Patrol: I’ve heard a lot of arguing in Christian circles about God's sense of humor—does he have one? If so, what’s it like? In some passages, he can be devastatingly sarcastic. Did you uncover any leads on just what God finds funny, or perhaps more importantly, what he doesn't?

Plotz: I think he finds it funny when we try to elevate ourselves to his level, when we think we are better than we are. Two great examples of this: when Miriam criticizes Moses and wants to be a prophet, and God gives her skin disease. That is a funny moment. And when God shows up and chews out Job, sarcastically, that’s incredibly funny.

Most of the funny parts of the Bible, though, are not God speaking. They involve humans: Funniest scene by far is Elijah mocking the prophets of Baal.

Patrol: You had different reactions to God in different stories, ranging from impressed to offended. How did it balance out—what was your “summary” view of God?

Plotz: This is a hard question to answer, because God varies so wildly from book to book. At times He appears to be utterly ruthless and cruel, as in Deuteronomy or Joshua. At other times, in Isaiah for example, He acts with sweetness and mercy. At other times He’s very wry and funny, as in Jonah. And at other times, He simply checks out, and doesn’t want to be involved. So I love that God of mercy and humor, and am deeply, deeply troubled by the God of Joshua.
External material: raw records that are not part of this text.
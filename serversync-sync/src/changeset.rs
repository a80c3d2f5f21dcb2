//! Change-set computation between two snapshots.

use crate::snapshot::Snapshot;

/// Relative paths that are new or modified between two snapshots.
///
/// Deleted files never appear: removals are not propagated.
#[derive(Debug, Clone, Default, PartialEq, Eq)]
pub struct ChangeSet {
    paths: Vec<String>,
}

impl ChangeSet {
    pub fn paths(&self) -> &[String] {
        &self.paths
    }

    pub fn into_paths(self) -> Vec<String> {
        self.paths
    }

    pub fn contains(&self, path: &str) -> bool {
        self.paths.iter().any(|p| p == path)
    }

    pub fn len(&self) -> usize {
        self.paths.len()
    }

    pub fn is_empty(&self) -> bool {
        self.paths.is_empty()
    }
}

/// Returns every path of `current` that is absent from `previous` or whose
/// fingerprint differs. Paths come out in lexicographic order.
pub fn diff(previous: &Snapshot, current: &Snapshot) -> ChangeSet {
    let paths = current
        .iter()
        .filter(|(path, fingerprint)| previous.get(path) != Some(*fingerprint))
        .map(|(path, _)| path.to_string())
        .collect();
    ChangeSet { paths }
}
And I don’t exactly know how it all adds up.

Patrol: You seemed particularly affected by one of the stories I found most shocking and unpalatable as a child—God asking Abraham to give Isaac as a sacrifice. I don’t even have kids yet, and I still think I might turn my back on God before I would do something like that. What do you think? Did you come up with any explanation for why Abraham didn’t react the same way we would have?

Plotz: As a father, I found that story nearly unbearable to read, and nearly incomprehensible. What kind of father would do such a thing? But again and again, the Bible reminds us that our love for God must be greater than our love for family. That’s not a choice I could ever dare to make, which I suppose is why I am not a very observant person. (Even more disturbing in some ways, is the story in Judges, in which Jephthah does sacrifice his child. At least Isaac gets saved!)

Patrol: What do you think is the most thought-provoking passage in the Bible?

Plotz: I’ll pick three. In Genesis 18, Abraham and God argue about the destruction of Sodom, with Abraham persuading God that He mustn’t destroy the city if there are innocents living there. That argument is extraordinary, because it puts us on the side of Abraham, against God, which is unnerving.

All of Job is a provocation, a fascinating debate over the question of whether God is just.

And I am amazed by the moment when David and Bathsheba’s son dies, and David immediately stops crying and praying and sits down for a meal.

Patrol: You say Ecclesiastes is a “godless philosophy,” or a blueprint for living well in a world without God. I think in the Slate version, if I recall, you said it was the perfect book for atheists. It’s my favorite book of the Bible, so does that make me a bad Christian?

Plotz: Yes!

Patrol: How, if at all, did reading the whole Bible change your view of the religious groups that follow it?

Plotz: Christians have the New Testament, which softens and explains and cleans up a lot of the messiness of the Hebrew Bible. Jews don't have Jesus to fall back on. The result, I think, is our tradition of argument. We have a holy book that is full of immoral heroes and an erratic, vindictive God. How do we grapple with that? By arguing: thousands of years of Talmudical, rabbinical, and other debates. So reading helped explain for me why Jews are so argumentative. And it also helped me understand why Christianity is so comforting: The New Testament brings order and peace and love to the chaotic Hebrew Bible.